Exploitatie supermarkt: mogelijkheid van 1.000 m2 planologisch verlaagd naar 500 m2

Anders dan [appellant] betoogt, heeft de door de StAB ingeschakelde taxateur zijn stelling in het taxatierapport (op blz. 18) over de kwaliteit van de supermarktlocatie, te weten dat de locatie van de onroerende zaak op een aantal elementen ondergeschikt is in relatie tot de kwaliteit van concurrerende supermarktvoorzieningen, voorzien van een onderbouwing. Een uitgebreide onderbouwing is opgenomen in het van het taxatierapport deel uitmakende rapport van Knowledge in Store waarin de kwaliteit van de supermarktlocatie, mede afgezet tegen concurrerende supermarktvoorzieningen, gedetailleerd is besproken.

Tot slot wordt [appellant] evenmin gevolgd in zijn betoog dat de taxateur in het taxatierapport (op blz. 20) met betrekking tot de marktwaarde vóór en na de planologische wijziging zijn conclusie dat de locatie [locatie 1] voor een supermarkt geen rendabele optie is, onvoldoende heeft onderbouwd. Deze conclusie is gebaseerd op de uitgebreide beoordeling van de locatie in zowel het taxatierapport als het daarvan deel uitmakende rapport van Knowledge in Store.

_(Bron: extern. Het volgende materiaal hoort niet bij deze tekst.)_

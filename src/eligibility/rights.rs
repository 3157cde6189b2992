//! Rights-URI categorization.
//!
//! Publication requires the single allowed category: unlimited re-use. The
//! mapping from rights URI to category is a fixed prefix table covering the
//! statements the aggregator actually emits.

/// Standardized rights categories.
#[derive(Debug, Clone, Copy, PartialEq, Eq)]
pub enum RightsCategory {
    /// Free of known restrictions; publication allowed.
    UnlimitedReUse,
    /// Re-use restricted in some way; publication refused.
    LimitedReUse,
    /// No recognized rights statement; publication refused.
    Unknown,
}

/// Rights-URI prefixes that grant unlimited re-use.
const UNLIMITED_PREFIXES: [&str; 5] = [
    "creativecommons.org/publicdomain/zero/",
    "creativecommons.org/publicdomain/mark/",
    "creativecommons.org/licenses/by/",
    "creativecommons.org/licenses/by-sa/",
    "rightsstatements.org/vocab/NoC-US/",
];

/// Rights-URI prefixes that are recognized but restrict re-use.
const LIMITED_PREFIXES: [&str; 4] = [
    "creativecommons.org/licenses/",
    "rightsstatements.org/vocab/InC",
    "rightsstatements.org/vocab/NoC-",
    "rightsstatements.org/page/",
];

/// Maps a rights URI to its category.
#[must_use]
pub fn category_for(rights_uri: Option<&str>) -> RightsCategory {
    let Some(uri) = rights_uri else {
        return RightsCategory::Unknown;
    };
    let normalized = uri
        .trim()
        .trim_start_matches("https://")
        .trim_start_matches("http://")
        .trim_start_matches("www.");

    if UNLIMITED_PREFIXES.iter().any(|p| normalized.starts_with(p)) {
        return RightsCategory::UnlimitedReUse;
    }
    if LIMITED_PREFIXES.iter().any(|p| normalized.starts_with(p)) {
        return RightsCategory::LimitedReUse;
    }
    RightsCategory::Unknown
}
//! Deterministic page-title derivation.
//!
//! A page title is built from the record's display title (truncated, with
//! markup-reserved characters replaced), the record id, an optional page
//! ordinal for multi-asset records, and the extension derived from the stored
//! content type. The same record/ordinal always yields the same title. The
//! duplicate-by-hash check, not title uniqueness, is what prevents
//! re-publishing, but deterministic titles keep re-runs from minting aliases.

/// Maximum length of the display-title portion, in characters.
///
/// The repository caps full titles at 240 bytes; truncating the free-text part
/// well below that leaves room for the id, page suffix, and extension.
const MAX_TITLE_LENGTH: usize = 181;

/// Characters reserved by the target markup language, each replaced with `-`.
const RESERVED: [char; 11] = ['[', ']', '{', '}', '|', '#', '<', '>', ':', '/', '?'];

/// Derives the page title for one asset.
///
/// `page` is `Some(ordinal)` only when the record has more than one asset.
#[must_use]
pub fn page_title(
    display_title: Option<&str>,
    record_id: &str,
    page: Option<usize>,
    extension: &str,
) -> String {
    let cleaned = escape_title(display_title.unwrap_or("Untitled"));
    let truncated: String = cleaned.chars().take(MAX_TITLE_LENGTH).collect();
    let truncated = truncated.trim();

    match page {
        Some(n) => format!("{truncated} - {record_id} (page {n}).{extension}"),
        None => format!("{truncated} - {record_id}.{extension}"),
    }
}

/// Replaces markup-reserved characters and collapses whitespace runs.
#[must_use]
pub fn escape_title(title: &str) -> String {
    let replaced: String = title
        .chars()
        .map(|c| if RESERVED.contains(&c) { '-' } else { c })
        .collect();
    replaced.split_whitespace().collect::<Vec<_>>().join(" ")
}

/// Guesses a file extension from a stored content type.
///
/// Returns `None` when no extension can be derived; such assets are skipped
/// rather than uploaded with a guessed suffix.
#[must_use]
pub fn extension_for(content_type: &str) -> Option<&'static str> {
    let normalized = content_type
        .split(';')
        .next()
        .unwrap_or(content_type)
        .trim()
        .to_ascii_lowercase();
    match normalized.as_str() {
        "image/jpeg" | "image/jpg" => Some("jpg"),
        "image/png" => Some("png"),
        "image/gif" => Some("gif"),
        "image/tiff" => Some("tif"),
        "image/jp2" => Some("jp2"),
        "image/webp" => Some("webp"),
        "image/bmp" => Some("bmp"),
        "image/svg+xml" => Some("svg"),
        "application/pdf" => Some("pdf"),
        "audio/mpeg" => Some("mp3"),
        "video/mp4" => Some("mp4"),
        _ => None,
    }
}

Dit betekent dat de StAB wordt gevolgd in haar conclusie dat de onroerende zaak op de peildatum in de oude planologische situatie zijn hoogste waarde ontleende aan de feitelijke situatie en niet aan de mogelijkheid van een ontwikkeling tot een supermarkt.

ABRS 27-09/17 inzake Hardenberg (ECLI:NL:RVS:2017:2599).

Noot: een uitspraak die duidelijk maakt hoe verschillend in situaties als deze de taxatie benaderingen kunnen zijn.